Posted: 19/05/2025
Following months of speculation, the UK government has recently given the go-ahead for the sale of the parent company of Royal Mail; an historic UK institution dating back to the reign of Henry VIII. With the sale of this national icon to the non-UK EP Group, it is not surprising that the government has imposed some 'strings' as a condition of its approval. It is understood that the government will retain a 'golden share' in the company, ensuring it retains significant control in areas considered to be of vital importance to the country over the coming years. For family-run enterprises, this arrangement is a timely reminder of the need for, and methods of, safeguarding their legacy and how this sort of planning can be utilised.

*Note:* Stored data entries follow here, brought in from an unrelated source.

use crate::entity::{EntityId, EntityType};
use anyhow::{Context, Result};
use clap::{ArgGroup, Parser, Subcommand};
use serde::Deserialize;
use std::fs;
use std::path::{Path, PathBuf};

#[derive(Parser, Debug, Clone)]
#[command(
    name = "wikidata-display",
    about = "Format Wikidata SPARQL results for display",
    version
)]
pub struct CliArgs {
    #[arg(
        long,
        value_name = "FILE",
        help = "Path to a configuration file (YAML or JSON)",
        global = true
    )]
    pub config: Option<PathBuf>,

    #[arg(
        long,
        env = "WIKIDATA_DISPLAY_TEMPLATES_DIR",
        value_name = "DIR",
        help = "Directory of .sparql files overriding the bundled query templates",
        global = true
    )]
    pub templates_dir: Option<PathBuf>,

    #[arg(
        long,
        env = "WIKIDATA_DISPLAY_PRETTY",
        help = "Pretty-print JSON output",
        global = true
    )]
    pub pretty: bool,

    #[command(subcommand)]
    pub command: Command,
}

#[derive(Subcommand, Debug, Clone)]
pub enum Command {
    /// Turn SPARQL results into a display document
    Format {
        #[arg(long, value_name = "TYPE", help = "Entity type: person, book, country or landmark")]
        entity_type: EntityType,

        #[arg(long, value_name = "FILE", help = "SPARQL results JSON (stdin when omitted)")]
        input: Option<PathBuf>,
    },

    /// Classify an entity from its `get_instance` results
    Classify {
        #[arg(long, value_name = "FILE", help = "SPARQL results JSON (stdin when omitted)")]
        input: Option<PathBuf>,

        #[arg(long, value_name = "URI", help = "Entity URI to report alongside the type")]
        uri: Option<String>,
    },

    /// Print a query template with the entity id filled in
    #[command(group(ArgGroup::new("entity").required(true).args(["uri", "id"])))]
    Query {
        #[arg(long, value_name = "NAME")]
        template: String,

        #[arg(long, value_name = "URI", help = "Entity URI or page URL")]
        uri: Option<String>,

        #[arg(long, value_name = "QID", help = "Bare item id such as Q42")]
        id: Option<String>,
    },
}

#[derive(Debug, Clone)]
pub struct AppConfig {
    pub templates_dir: Option<PathBuf>,
    pub pretty: bool,
    pub command: Command,
}

impl AppConfig {
    pub fn from_args(args: CliArgs) -> Result<Self> {
        let CliArgs {
            config,
            templates_dir: cli_templates_dir,
            pretty: cli_pretty,
            command,
        } = args;

        let file_config = if let Some(path) = config.as_ref() {
            load_config_file(path)?
        } else {
            PartialConfig::default()
        };

        let PartialConfig {
            templates_dir: file_templates_dir,
            pretty: file_pretty,
        } = file_config;

        let templates_dir = cli_templates_dir.or(file_templates_dir);
        let pretty = cli_pretty || file_pretty.unwrap_or(false);

        Ok(Self {
            templates_dir,
            pretty,
            command,
        })
    }

    pub fn validate(&self) -> Result<()> {
        if let Some(dir) = self.templates_dir.as_ref() {
            anyhow::ensure!(dir.exists(), "templates directory {:?} does not exist", dir);
            anyhow::ensure!(dir.is_dir(), "templates directory {:?} is not a directory", dir);
        }
        Ok(())
    }
}

/// Item id for the `query` command, from `--uri` or `--id`
pub fn resolve_entity_id(uri: Option<&str>, id: Option<&str>) -> Result<EntityId> {
    let entity_id = match (uri, id) {
        (Some(uri), None) => EntityId::from_uri(uri)?,
        (None, Some(id)) => EntityId::parse(id)?,
        (Some(_), Some(_)) => anyhow::bail!("--uri and --id cannot be combined"),
        (None, None) => anyhow::bail!("one of --uri or --id is required"),
    };
    Ok(entity_id)
}

#[derive(Debug, Default, Deserialize)]
#[serde(deny_unknown_fields)]
struct PartialConfig {
    templates_dir: Option<PathBuf>,
    pretty: Option<bool>,
}

fn load_config_file(path: &Path) -> Result<PartialConfig> {
    if !path.exists() {
        anyhow::bail!("config file {:?} does not exist", path);
    }
    let contents = fs::read_to_string(path)
        .with_context(|| format!("failed to read config file {:?}", path))?;
    let ext = path
        .extension()
        .and_then(|os| os.to_str())
        .unwrap_or("")
        .to_ascii_lowercase();

    let parsed = match ext.as_str() {
        "yaml" | "yml" => serde_yaml::from_str(&contents)
            .with_context(|| format!("failed to parse YAML config {:?}", path))?,
        "json" => serde_json::from_str(&contents)
            .with_context(|| format!("failed to parse JSON config {:?}", path))?,
        other => anyhow::bail!("unsupported config extension: {other}"),
    };
    Ok(parsed)
}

The government's oversight of Royal Mail is expected to be achieved by the creation and issue of a new share class within its holding company. The articles of association (the documents which govern the company) will reserve various powers and interests to this special share class; ensuring the government retains a measure of control over certain decisions.

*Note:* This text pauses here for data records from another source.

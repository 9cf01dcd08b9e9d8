//! Field formatter registry.
//!
//! One static table per [`EntityType`] says which result fields are shown,
//! under which label, which field carries the link for a label, and how the
//! raw value is formatted. A link can only be declared on a [`FieldSpec`], so
//! every linked field is also a labelled one.

use crate::entity::EntityType;
use crate::error::{DisplayError, Result};
use crate::transform::{format_area, format_date, group_thousands};
use std::collections::HashSet;
use std::fmt;

/// Formatting applied to a raw field value before display
#[derive(Clone, Copy)]
pub enum ValueTransform {
    /// Show the raw value
    Identity,
    /// Truncated integer with thousands separators
    Grouped,
    /// [`ValueTransform::Grouped`] followed by the area unit
    Area,
    /// `"Month D, YYYY"`
    Date,
    /// Caller-supplied formatter; `None` keeps the raw value
    Custom(fn(&str, &str) -> Option<String>),
}

impl ValueTransform {
    /// Format `raw` from `field`. Values the transform cannot read are
    /// returned unchanged.
    pub fn apply(&self, raw: &str, field: &str) -> String {
        let formatted = match self {
            ValueTransform::Identity => return raw.to_string(),
            ValueTransform::Grouped => group_thousands(raw),
            ValueTransform::Area => format_area(raw),
            ValueTransform::Date => format_date(raw),
            ValueTransform::Custom(format) => format(raw, field),
        };
        formatted.unwrap_or_else(|| {
            tracing::debug!(field, raw, transform = ?self, "value passed through unformatted");
            raw.to_string()
        })
    }
}

impl fmt::Debug for ValueTransform {
    fn fmt(&self, f: &mut fmt::Formatter<'_>) -> fmt::Result {
        match self {
            ValueTransform::Identity => f.write_str("Identity"),
            ValueTransform::Grouped => f.write_str("Grouped"),
            ValueTransform::Area => f.write_str("Area"),
            ValueTransform::Date => f.write_str("Date"),
            ValueTransform::Custom(_) => f.write_str("Custom"),
        }
    }
}

/// How one result field is displayed
#[derive(Debug, Clone, Copy)]
pub struct FieldSpec {
    /// Result variable the value is read from
    pub source: &'static str,
    /// Display label the value is grouped under
    pub label: &'static str,
    /// Result variable holding the URI to attach to the value
    pub link: Option<&'static str>,
    pub transform: ValueTransform,
}

impl FieldSpec {
    pub const fn new(source: &'static str, label: &'static str) -> Self {
        Self {
            source,
            label,
            link: None,
            transform: ValueTransform::Identity,
        }
    }

    pub const fn linked(mut self, link: &'static str) -> Self {
        self.link = Some(link);
        self
    }

    pub const fn transform(mut self, transform: ValueTransform) -> Self {
        self.transform = transform;
        self
    }
}

/// Display configuration for one entity type
#[derive(Debug, Clone, Copy)]
pub struct FieldRegistryEntry {
    pub entity_type: EntityType,
    pub fields: &'static [FieldSpec],
}

impl FieldRegistryEntry {
    pub fn field(&self, source: &str) -> Option<&'static FieldSpec> {
        self.fields.iter().find(|spec| spec.source == source)
    }

    pub fn label_of(&self, source: &str) -> Option<&'static str> {
        self.field(source).map(|spec| spec.label)
    }

    pub fn link_field_of(&self, source: &str) -> Option<&'static str> {
        self.field(source).and_then(|spec| spec.link)
    }

    pub fn transform_of(&self, source: &str) -> Option<ValueTransform> {
        self.field(source).map(|spec| spec.transform)
    }

    /// Source fields and labels must each be unique within the table.
    pub fn validate(&self) -> Result<()> {
        let mut sources = HashSet::new();
        let mut labels = HashSet::new();
        for spec in self.fields {
            if !sources.insert(spec.source) {
                return Err(self.invalid(format!("field '{}' declared twice", spec.source)));
            }
            if !labels.insert(spec.label) {
                return Err(self.invalid(format!("label '{}' declared twice", spec.label)));
            }
            if spec.link == Some(spec.source) {
                return Err(self.invalid(format!("field '{}' links to itself", spec.source)));
            }
        }
        Ok(())
    }

    fn invalid(&self, reason: String) -> DisplayError {
        DisplayError::InvalidRegistry {
            entity: self.entity_type.to_string(),
            reason,
        }
    }
}

// =============================================================================
// REGISTRY TABLES
// =============================================================================

pub static COUNTRY: FieldRegistryEntry = FieldRegistryEntry {
    entity_type: EntityType::Country,
    fields: &[
        FieldSpec::new("population", "Population").transform(ValueTransform::Grouped),
        FieldSpec::new("continentLabel", "Continent"),
        FieldSpec::new("capitalLabel", "Capital"),
        FieldSpec::new("areaKmSquared", "Area").transform(ValueTransform::Area),
        FieldSpec::new("headOfGovLabel", "Head of Government").linked("headOfGov"),
        FieldSpec::new("headOfStateLabel", "Head of State").linked("headOfState"),
    ],
};

pub static LANDMARK: FieldRegistryEntry = FieldRegistryEntry {
    entity_type: EntityType::Landmark,
    fields: &[
        FieldSpec::new("territoryLocationLabel", "Territory"),
        FieldSpec::new("countryLocationLabel", "Country").linked("countryLocation"),
        FieldSpec::new("inception", "Creation Date").transform(ValueTransform::Date),
    ],
};

pub static PERSON: FieldRegistryEntry = FieldRegistryEntry {
    entity_type: EntityType::Person,
    fields: &[
        FieldSpec::new("birthDate", "Born").transform(ValueTransform::Date),
        FieldSpec::new("deathDate", "Died").transform(ValueTransform::Date),
        FieldSpec::new("spouseLabel", "Spouse").linked("spouse"),
        FieldSpec::new("nationalityLabel", "Nationality").linked("nationality"),
        FieldSpec::new("occupationLabel", "Occupation"),
    ],
};

pub static BOOK: FieldRegistryEntry = FieldRegistryEntry {
    entity_type: EntityType::Book,
    fields: &[
        FieldSpec::new("authorLabel", "Author").linked("author"),
        FieldSpec::new("genreLabel", "Genre"),
        FieldSpec::new("published", "Published").transform(ValueTransform::Date),
    ],
};

/// Registry entry for an entity type
pub fn registry_for(entity_type: EntityType) -> &'static FieldRegistryEntry {
    match entity_type {
        EntityType::Country => &COUNTRY,
        EntityType::Landmark => &LANDMARK,
        EntityType::Person => &PERSON,
        EntityType::Book => &BOOK,
    }
}

impl EntityType {
    pub fn registry(self) -> &'static FieldRegistryEntry {
        registry_for(self)
    }
}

The same principle – maintaining control – is a cornerstone of planning for family businesses and family investment companies (FICs). Whether established to run a multi-generational business, to maximise family investments and/or to manage the gradual succession of family wealth, a company structure is increasingly used by families to keep critical decision-making within experienced hands and as a means of imposing asset protection measures. Key players – typically patriarchs, matriarchs or the trustees of a family trust - frequently hold a 'golden share' (or by similar control/voting mechanism), separate to the shareholdings that carry dividend rights and the capital growth of the company. We are seeing these arrangements growing in popularity due to their ability to blend flexibility with long-term control, especially in safeguarding wealth created by family-run trading or investment businesses.

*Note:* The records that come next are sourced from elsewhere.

//! Turn Wikidata SPARQL results into display documents.
//!
//! The caller classifies an entity, looks up the field registry for its type
//! and hands the raw `{head, results}` JSON to [`reduce`]:
//!
//! ```
//! use wikidata_display::{EntityType, SparqlResults, format_entity};
//!
//! let raw = r#"{
//!   "head": {"vars": ["name", "description", "genreLabel"]},
//!   "results": {"bindings": [
//!     {"name": {"type": "literal", "value": "Dune"},
//!      "description": {"type": "literal", "value": "novel by Frank Herbert"},
//!      "genreLabel": {"type": "literal", "value": "science fiction"}}
//!   ]}
//! }"#;
//! let results = SparqlResults::from_json_str(raw).unwrap();
//! let document = format_entity(EntityType::Book, &results).unwrap();
//! assert_eq!(document.title, "Dune");
//! assert_eq!(document.entry("Genre").unwrap()[0].value, "science fiction");
//! ```

pub mod config;
pub mod entity;
pub mod error;
pub mod logging;
pub mod reducer;
pub mod registry;
pub mod sparql;
pub mod transform;

pub use config::{AppConfig, CliArgs, Command};
pub use entity::{EntityId, EntityType, classify_instance_results};
pub use error::{DisplayError, ErrorCode, Result};
pub use logging::{LoggingConfig, init_logging};
pub use reducer::{DisplayDocument, EntryItem, format_entity, reduce};
pub use registry::{FieldRegistryEntry, FieldSpec, ValueTransform, registry_for};
pub use sparql::{QueryTemplates, SparqlResults, read_sparql};

use std::fs::File;
use std::io::{self, BufReader};
use std::path::Path;

/// Read SPARQL results from a file, or from stdin when `path` is `None`
pub fn load_results(path: Option<&Path>) -> Result<SparqlResults> {
    match path {
        Some(path) => SparqlResults::from_reader(BufReader::new(File::open(path)?)),
        None => SparqlResults::from_reader(io::stdin().lock()),
    }
}

/// Bundled templates, overridden from `dir` when given
pub fn load_templates(dir: Option<&Path>) -> Result<QueryTemplates> {
    let templates = QueryTemplates::bundled();
    match dir {
        Some(dir) => templates.with_overrides_from_dir(dir),
        None => Ok(templates),
    }
}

An FIC is a private limited company tailored to meet a family's estate planning goals. With bespoke articles of association, a FIC enables families to manage and grow wealth across generations while maintaining control in a flexible and structured manner. From a private client perspective, FICs offer a way to transition wealth in a controlled environment – allowing the senior generation to retain influence while the next generation gains exposure to the business or investment activity, without having immediate access to significant capital.
FICs can range from relatively simple, 'vanilla' structures to more complex and bespoke arrangements. The articles of association can be customised to address governance matters and shareholder rights, restrictions on share transfers outside of the family in the event of divorce or death, and even requirements on how the company is financed. The precise terms will depend on a family's circumstances, particular risks or concerns and the nature of the family business. Whilst similar protections are offered through the use of trusts, these can be more limited in some circumstances and carry adverse inheritance tax implications, especially if they are established during one's lifetime.
In the context of Royal Mail's sale, it is understood that one of the rights reserved to the government will be its approval of any future sale.
When establishing or adapting such companies, different share classes may be created for different members or branches of the family, each with varying rights to dividends, capital, or voting power. These companies are typically funded through a combination of capital contributions and shareholder loans – often repaid over time, providing a tax-efficient means of extracting value in future.
Although the value of any retained shares or loans will be included in a shareholder's estate for inheritance tax purposes, capital growth can be assigned to the shares that are gifted to the next generation, as part of an individual's wider tax and succession planning.
FICs are therefore a compelling option for families looking to preserve and manage wealth derived from trading or investment businesses. Whether used alongside or instead of trusts, they offer control, flexibility and a tax-efficient approach to multi-generational planning – backed by a clear legal structure and the capacity to adapt to a family's evolving needs.